**Prompt**
Below are records. Find each line in them that holds the word "trim" and copy it.

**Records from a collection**
= = = = = = =
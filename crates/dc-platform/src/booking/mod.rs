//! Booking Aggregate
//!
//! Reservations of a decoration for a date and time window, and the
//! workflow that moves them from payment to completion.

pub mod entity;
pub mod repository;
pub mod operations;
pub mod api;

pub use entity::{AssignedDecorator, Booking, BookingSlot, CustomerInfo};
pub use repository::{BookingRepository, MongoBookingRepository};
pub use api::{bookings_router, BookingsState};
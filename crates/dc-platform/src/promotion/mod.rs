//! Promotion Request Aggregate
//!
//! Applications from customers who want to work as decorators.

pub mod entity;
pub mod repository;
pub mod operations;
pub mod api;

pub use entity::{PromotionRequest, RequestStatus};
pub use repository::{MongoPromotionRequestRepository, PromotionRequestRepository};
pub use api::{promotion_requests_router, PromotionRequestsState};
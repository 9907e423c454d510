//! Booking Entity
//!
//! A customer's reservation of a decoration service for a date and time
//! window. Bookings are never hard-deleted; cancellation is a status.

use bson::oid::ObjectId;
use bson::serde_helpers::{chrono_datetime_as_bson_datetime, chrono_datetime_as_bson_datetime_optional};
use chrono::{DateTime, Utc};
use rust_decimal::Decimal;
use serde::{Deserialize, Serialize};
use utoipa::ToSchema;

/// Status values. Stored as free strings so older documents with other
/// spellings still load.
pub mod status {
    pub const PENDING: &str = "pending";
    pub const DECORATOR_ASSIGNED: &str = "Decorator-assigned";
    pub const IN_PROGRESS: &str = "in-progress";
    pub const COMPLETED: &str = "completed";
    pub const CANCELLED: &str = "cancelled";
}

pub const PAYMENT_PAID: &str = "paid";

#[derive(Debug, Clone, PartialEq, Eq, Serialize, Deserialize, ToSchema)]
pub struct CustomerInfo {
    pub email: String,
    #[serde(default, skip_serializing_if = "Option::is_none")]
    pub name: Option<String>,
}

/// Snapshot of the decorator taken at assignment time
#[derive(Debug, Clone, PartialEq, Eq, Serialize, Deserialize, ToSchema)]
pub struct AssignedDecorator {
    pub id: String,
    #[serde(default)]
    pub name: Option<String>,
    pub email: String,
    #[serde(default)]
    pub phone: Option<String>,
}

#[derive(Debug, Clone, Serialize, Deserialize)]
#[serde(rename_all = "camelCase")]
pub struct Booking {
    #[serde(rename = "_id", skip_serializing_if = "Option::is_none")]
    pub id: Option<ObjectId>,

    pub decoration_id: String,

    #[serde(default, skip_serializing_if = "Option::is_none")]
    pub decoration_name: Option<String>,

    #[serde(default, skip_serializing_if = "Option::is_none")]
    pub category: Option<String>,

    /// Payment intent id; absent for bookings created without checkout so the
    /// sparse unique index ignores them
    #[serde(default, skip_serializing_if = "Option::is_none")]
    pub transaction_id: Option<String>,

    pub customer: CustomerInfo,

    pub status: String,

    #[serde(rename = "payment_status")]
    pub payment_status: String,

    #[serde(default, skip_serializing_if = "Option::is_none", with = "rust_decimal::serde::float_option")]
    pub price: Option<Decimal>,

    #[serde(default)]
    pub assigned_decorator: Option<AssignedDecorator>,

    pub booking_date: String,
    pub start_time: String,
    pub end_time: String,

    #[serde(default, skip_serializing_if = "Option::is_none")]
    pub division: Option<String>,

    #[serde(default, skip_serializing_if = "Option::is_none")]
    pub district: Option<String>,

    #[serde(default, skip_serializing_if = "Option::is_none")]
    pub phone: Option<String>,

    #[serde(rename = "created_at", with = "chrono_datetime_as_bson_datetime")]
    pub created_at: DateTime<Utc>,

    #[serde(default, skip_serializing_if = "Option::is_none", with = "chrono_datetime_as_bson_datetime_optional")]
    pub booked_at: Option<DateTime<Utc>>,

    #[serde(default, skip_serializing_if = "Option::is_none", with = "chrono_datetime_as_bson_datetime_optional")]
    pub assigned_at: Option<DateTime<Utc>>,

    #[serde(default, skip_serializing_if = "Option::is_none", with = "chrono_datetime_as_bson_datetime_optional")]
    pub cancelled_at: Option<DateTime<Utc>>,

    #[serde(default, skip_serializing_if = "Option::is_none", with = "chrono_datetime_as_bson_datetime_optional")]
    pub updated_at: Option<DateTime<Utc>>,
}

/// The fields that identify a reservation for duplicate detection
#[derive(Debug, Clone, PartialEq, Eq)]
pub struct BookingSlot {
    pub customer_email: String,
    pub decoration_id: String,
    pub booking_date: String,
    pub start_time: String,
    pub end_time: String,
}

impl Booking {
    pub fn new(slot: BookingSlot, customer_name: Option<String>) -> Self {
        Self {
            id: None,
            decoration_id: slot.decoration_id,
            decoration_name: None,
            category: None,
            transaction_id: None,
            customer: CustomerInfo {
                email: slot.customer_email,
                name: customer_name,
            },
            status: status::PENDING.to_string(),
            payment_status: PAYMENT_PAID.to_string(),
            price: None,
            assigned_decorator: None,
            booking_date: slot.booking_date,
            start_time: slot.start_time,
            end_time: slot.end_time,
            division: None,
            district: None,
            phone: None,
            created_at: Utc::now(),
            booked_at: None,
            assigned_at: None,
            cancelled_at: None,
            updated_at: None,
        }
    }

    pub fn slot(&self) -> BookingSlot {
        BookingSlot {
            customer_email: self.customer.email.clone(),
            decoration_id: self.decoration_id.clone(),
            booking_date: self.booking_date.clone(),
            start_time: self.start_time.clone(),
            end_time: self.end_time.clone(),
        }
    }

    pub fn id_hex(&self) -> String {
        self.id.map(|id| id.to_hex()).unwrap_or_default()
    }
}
= = = = = = =
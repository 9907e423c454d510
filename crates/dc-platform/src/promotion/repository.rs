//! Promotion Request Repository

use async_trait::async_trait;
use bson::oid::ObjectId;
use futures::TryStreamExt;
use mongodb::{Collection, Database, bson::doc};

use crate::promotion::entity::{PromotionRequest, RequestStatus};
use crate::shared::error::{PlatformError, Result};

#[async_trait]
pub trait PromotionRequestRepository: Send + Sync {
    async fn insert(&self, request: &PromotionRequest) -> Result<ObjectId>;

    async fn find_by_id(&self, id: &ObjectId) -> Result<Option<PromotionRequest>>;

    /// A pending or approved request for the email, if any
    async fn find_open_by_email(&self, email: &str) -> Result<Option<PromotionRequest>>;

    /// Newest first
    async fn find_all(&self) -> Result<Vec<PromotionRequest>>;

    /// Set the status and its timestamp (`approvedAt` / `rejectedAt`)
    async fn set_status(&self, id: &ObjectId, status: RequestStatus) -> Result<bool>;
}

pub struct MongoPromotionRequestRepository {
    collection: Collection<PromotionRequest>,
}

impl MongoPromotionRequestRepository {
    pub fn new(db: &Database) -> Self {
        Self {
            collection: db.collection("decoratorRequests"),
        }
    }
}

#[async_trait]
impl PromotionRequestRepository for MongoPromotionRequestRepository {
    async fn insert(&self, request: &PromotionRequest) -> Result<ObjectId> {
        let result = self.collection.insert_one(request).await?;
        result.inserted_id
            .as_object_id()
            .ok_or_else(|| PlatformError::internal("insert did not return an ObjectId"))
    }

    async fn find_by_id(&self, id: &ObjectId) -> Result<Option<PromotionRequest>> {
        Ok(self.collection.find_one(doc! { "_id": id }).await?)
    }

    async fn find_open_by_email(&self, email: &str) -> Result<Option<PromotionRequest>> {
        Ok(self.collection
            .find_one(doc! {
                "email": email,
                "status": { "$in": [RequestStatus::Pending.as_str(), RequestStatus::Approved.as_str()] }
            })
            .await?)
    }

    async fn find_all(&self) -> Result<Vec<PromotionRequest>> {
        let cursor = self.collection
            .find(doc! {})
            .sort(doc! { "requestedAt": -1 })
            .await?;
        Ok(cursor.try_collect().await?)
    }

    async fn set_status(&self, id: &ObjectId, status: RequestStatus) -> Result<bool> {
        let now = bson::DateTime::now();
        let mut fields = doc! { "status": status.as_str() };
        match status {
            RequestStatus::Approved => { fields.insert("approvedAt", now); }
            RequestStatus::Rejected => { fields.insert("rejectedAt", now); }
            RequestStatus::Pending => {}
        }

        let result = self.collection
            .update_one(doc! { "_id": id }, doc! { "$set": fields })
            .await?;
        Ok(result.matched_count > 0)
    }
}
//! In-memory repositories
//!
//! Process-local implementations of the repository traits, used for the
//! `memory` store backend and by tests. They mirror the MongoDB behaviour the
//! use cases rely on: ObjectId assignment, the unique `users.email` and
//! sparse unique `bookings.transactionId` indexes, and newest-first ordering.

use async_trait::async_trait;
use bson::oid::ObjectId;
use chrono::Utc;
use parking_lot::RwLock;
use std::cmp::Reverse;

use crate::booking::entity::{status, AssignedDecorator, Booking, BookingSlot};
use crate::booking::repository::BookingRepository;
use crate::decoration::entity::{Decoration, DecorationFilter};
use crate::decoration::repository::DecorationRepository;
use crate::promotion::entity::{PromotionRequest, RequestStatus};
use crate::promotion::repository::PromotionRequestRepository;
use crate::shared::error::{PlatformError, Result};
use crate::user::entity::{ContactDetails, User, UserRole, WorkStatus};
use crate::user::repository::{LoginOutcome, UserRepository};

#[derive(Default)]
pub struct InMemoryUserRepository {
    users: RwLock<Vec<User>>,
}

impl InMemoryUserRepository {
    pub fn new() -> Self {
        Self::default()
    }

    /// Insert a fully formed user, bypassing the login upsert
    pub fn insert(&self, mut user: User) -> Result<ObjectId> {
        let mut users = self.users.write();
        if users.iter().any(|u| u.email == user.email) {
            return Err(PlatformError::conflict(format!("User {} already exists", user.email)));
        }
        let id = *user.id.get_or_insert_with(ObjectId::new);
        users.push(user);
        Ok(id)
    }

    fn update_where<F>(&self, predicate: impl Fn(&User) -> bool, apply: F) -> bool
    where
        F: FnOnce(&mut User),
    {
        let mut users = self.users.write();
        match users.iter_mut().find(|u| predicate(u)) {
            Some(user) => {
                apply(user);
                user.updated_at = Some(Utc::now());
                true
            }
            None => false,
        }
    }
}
= = = = = = =
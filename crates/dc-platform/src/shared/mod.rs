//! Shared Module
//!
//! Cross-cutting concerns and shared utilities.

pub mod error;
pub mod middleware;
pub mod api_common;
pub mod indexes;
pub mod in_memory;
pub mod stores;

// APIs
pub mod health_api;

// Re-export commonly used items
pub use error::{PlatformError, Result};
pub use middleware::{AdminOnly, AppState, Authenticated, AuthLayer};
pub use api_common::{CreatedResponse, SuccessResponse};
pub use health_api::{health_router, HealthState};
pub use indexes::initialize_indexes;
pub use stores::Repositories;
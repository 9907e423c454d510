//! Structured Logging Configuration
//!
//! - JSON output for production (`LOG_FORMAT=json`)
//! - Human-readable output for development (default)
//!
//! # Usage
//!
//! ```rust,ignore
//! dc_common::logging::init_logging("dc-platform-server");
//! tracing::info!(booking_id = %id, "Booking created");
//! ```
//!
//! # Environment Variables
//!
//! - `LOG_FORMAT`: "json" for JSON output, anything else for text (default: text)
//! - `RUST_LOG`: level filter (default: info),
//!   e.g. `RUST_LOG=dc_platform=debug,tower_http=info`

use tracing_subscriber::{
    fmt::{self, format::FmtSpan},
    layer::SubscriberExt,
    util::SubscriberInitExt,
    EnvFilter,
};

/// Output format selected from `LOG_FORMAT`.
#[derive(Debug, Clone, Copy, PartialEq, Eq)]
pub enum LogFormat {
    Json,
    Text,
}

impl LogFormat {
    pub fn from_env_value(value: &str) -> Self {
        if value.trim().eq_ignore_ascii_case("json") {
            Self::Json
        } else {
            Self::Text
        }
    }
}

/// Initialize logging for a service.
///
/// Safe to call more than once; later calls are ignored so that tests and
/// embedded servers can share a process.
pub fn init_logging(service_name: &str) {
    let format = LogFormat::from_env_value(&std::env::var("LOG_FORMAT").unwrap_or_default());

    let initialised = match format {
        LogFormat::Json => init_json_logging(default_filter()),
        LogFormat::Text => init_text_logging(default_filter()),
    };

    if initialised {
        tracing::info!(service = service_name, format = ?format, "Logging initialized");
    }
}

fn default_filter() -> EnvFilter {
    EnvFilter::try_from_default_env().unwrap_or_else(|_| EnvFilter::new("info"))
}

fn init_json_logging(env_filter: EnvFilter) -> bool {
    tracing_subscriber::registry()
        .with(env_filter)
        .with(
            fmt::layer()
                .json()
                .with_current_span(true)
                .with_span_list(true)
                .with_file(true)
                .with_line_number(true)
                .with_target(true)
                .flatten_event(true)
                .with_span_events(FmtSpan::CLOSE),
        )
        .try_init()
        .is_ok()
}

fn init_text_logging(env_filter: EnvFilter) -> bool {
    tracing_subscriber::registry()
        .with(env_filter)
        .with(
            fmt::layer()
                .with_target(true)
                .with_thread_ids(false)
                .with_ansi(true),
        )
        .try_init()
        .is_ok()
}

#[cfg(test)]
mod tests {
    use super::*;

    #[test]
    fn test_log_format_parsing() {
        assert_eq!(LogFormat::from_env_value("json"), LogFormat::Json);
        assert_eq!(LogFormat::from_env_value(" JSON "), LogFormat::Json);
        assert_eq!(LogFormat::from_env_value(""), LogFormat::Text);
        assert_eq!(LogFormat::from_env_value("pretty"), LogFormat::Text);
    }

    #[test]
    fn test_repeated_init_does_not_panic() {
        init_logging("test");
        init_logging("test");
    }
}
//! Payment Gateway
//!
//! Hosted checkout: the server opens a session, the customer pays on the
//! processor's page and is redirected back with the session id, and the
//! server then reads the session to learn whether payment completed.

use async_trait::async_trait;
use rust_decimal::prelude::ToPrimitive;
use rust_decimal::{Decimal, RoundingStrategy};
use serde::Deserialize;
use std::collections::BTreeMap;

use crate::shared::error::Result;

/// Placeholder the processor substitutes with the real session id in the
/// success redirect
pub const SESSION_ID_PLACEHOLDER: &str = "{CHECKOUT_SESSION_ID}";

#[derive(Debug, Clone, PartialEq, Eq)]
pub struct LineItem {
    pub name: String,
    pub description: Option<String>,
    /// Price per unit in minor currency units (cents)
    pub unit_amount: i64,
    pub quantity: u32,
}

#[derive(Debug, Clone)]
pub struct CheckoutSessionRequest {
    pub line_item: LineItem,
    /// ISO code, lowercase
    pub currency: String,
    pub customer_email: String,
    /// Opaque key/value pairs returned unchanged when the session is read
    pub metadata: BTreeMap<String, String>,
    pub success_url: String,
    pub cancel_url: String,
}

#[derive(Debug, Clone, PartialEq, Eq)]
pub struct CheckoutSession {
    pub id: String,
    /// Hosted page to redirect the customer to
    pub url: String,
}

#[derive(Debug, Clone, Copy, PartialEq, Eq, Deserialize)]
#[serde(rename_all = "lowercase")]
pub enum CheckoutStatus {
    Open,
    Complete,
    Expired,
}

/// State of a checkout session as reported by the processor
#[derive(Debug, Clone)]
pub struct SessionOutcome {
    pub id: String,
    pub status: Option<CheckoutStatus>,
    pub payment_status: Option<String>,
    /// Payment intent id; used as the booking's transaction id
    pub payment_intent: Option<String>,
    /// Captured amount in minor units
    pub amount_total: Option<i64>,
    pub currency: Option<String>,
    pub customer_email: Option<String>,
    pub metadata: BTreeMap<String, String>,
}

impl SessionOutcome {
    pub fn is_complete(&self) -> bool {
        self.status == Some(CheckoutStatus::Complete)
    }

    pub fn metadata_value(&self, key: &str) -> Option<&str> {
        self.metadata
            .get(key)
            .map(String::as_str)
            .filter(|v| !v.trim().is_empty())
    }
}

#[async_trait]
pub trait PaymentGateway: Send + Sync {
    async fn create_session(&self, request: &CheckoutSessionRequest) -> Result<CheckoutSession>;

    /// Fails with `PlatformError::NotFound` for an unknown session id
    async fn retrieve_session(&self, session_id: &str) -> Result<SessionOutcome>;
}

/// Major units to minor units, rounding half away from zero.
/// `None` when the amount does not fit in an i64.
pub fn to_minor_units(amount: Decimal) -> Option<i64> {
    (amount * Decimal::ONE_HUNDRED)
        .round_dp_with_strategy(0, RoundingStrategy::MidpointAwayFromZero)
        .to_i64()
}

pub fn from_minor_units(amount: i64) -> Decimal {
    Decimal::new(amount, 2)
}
= = = = = = =
**Response for this exercise**
        if value.trim().eq_ignore_ascii_case("json") {
            .filter(|v| !v.trim().is_empty())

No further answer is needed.